:: STUDY MATERIAL

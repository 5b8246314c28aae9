//! Audit logger for the append-only audit log
//!
//! Each entry is written as a single JSON line and flushed immediately.

use std::fs::{self, File, OpenOptions};
use std::io::{BufRead, BufReader, Write};
use std::path::{Path, PathBuf};

use crate::error::{FinanceError, FinanceResult};

use super::entry::AuditEntry;

/// Writes audit entries to a JSONL file
#[derive(Debug, Clone)]
pub struct AuditLogger {
    log_path: PathBuf,
}

impl AuditLogger {
    /// Create a logger that appends to `log_path`
    pub fn new(log_path: PathBuf) -> Self {
        Self { log_path }
    }

    /// Append one entry and flush
    pub fn log(&self, entry: &AuditEntry) -> FinanceResult<()> {
        if let Some(parent) = self.log_path.parent() {
            fs::create_dir_all(parent)
                .map_err(|e| FinanceError::Io(format!("Failed to create audit log dir: {}", e)))?;
        }

        let mut file = OpenOptions::new()
            .create(true)
            .append(true)
            .open(&self.log_path)
            .map_err(|e| FinanceError::Io(format!("Failed to open audit log: {}", e)))?;

        let json = serde_json::to_string(entry)
            .map_err(|e| FinanceError::Json(format!("Failed to serialize audit entry: {}", e)))?;

        writeln!(file, "{}", json)
            .map_err(|e| FinanceError::Io(format!("Failed to write audit entry: {}", e)))?;

        file.flush()
            .map_err(|e| FinanceError::Io(format!("Failed to flush audit log: {}", e)))?;

        Ok(())
    }

    /// Read all entries, oldest first
    pub fn read_all(&self) -> FinanceResult<Vec<AuditEntry>> {
        if !self.log_path.exists() {
            return Ok(Vec::new());
        }

        let file = File::open(&self.log_path)
            .map_err(|e| FinanceError::Io(format!("Failed to open audit log: {}", e)))?;

        let reader = BufReader::new(file);
        let mut entries = Vec::new();

        for (line_num, line) in reader.lines().enumerate() {
            let line = line.map_err(|e| {
                FinanceError::Io(format!("Failed to read audit log line {}: {}", line_num + 1, e))
            })?;

            if line.trim().is_empty() {
                continue;
            }

            let entry: AuditEntry = serde_json::from_str(&line).map_err(|e| {
                FinanceError::Json(format!(
                    "Failed to parse audit entry at line {}: {}",
                    line_num + 1,
                    e
                ))
            })?;

            entries.push(entry);
        }

        Ok(entries)
    }

    /// Read the most recent `count` entries, oldest first
    pub fn read_recent(&self, count: usize) -> FinanceResult<Vec<AuditEntry>> {
        let mut entries = self.read_all()?;
        let start = entries.len().saturating_sub(count);
        Ok(entries.split_off(start))
    }

    /// Path to the log file
    pub fn path(&self) -> &Path {
        &self.log_path
    }
}

#[cfg(test)]
mod tests {
    use super::*;
    use crate::audit::entry::{EntityType, Operation};
    use serde_json::json;
    use tempfile::TempDir;

    fn create_test_logger() -> (AuditLogger, TempDir) {
        let temp_dir = TempDir::new().unwrap();
        let logger = AuditLogger::new(temp_dir.path().join("audit.log"));
        (logger, temp_dir)
    }

    #[test]
    fn test_log_and_read() {
        let (logger, _temp) = create_test_logger();
        let entry = AuditEntry::create(
            EntityType::Transaction,
            "1",
            Some("Salary".to_string()),
            &json!({"amount": 5000}),
        );

        logger.log(&entry).unwrap();

        let entries = logger.read_all().unwrap();
        assert_eq!(entries.len(), 1);
        assert_eq!(entries[0].operation, Operation::Create);
        assert_eq!(entries[0].entity_name.as_deref(), Some("Salary"));
    }

    #[test]
    fn test_read_recent() {
        let (logger, _temp) = create_test_logger();

        for i in 0..10 {
            let entry = AuditEntry::delete(EntityType::Transaction, i.to_string(), None, &i);
            logger.log(&entry).unwrap();
        }

        let recent = logger.read_recent(3).unwrap();
        let ids: Vec<_> = recent.iter().map(|e| e.entity_id.as_str()).collect();
        assert_eq!(ids, ["7", "8", "9"]);
    }

    #[test]
    fn test_empty_log() {
        let (logger, _temp) = create_test_logger();
        assert!(logger.read_all().unwrap().is_empty());
        assert!(logger.read_recent(5).unwrap().is_empty());
    }

    #[test]
    fn test_creates_parent_directory() {
        let temp_dir = TempDir::new().unwrap();
        let logger = AuditLogger::new(temp_dir.path().join("logs").join("audit.log"));

        logger
            .log(&AuditEntry::seed(EntityType::Budget, "finance-budgets", &[0u8; 0]))
            .unwrap();
        assert!(logger.path().exists());
    }

    #[test]
    fn test_survives_reopen() {
        let (logger, temp) = create_test_logger();
        logger
            .log(&AuditEntry::update(EntityType::Preference, "finance-darkmode", None, &false, &true))
            .unwrap();

        let reopened = AuditLogger::new(temp.path().join("audit.log"));
        assert_eq!(reopened.read_all().unwrap().len(), 1);
    }
}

::::

● ASSIGNED TASK
Quote only the lines from the line containing "assert!(logger.read_recent(5).unwrap().is_empty());" through the end of the entries, keeping the first and the last.

● ANSWER BELOW
        assert!(logger.read_recent(5).unwrap().is_empty());
    }

    #[test]
    fn test_creates_parent_directory() {
        let temp_dir = TempDir::new().unwrap();
        let logger = AuditLogger::new(temp_dir.path().join("logs").join("audit.log"));

        logger
            .log(&AuditEntry::seed(EntityType::Budget, "finance-budgets", &[0u8; 0]))
            .unwrap();
        assert!(logger.path().exists());
    }

    #[test]
    fn test_survives_reopen() {
        let (logger, temp) = create_test_logger();
        logger
            .log(&AuditEntry::update(EntityType::Preference, "finance-darkmode", None, &false, &true))
            .unwrap();

        let reopened = AuditLogger::new(temp.path().join("audit.log"));
        assert_eq!(reopened.read_all().unwrap().len(), 1);
    }
}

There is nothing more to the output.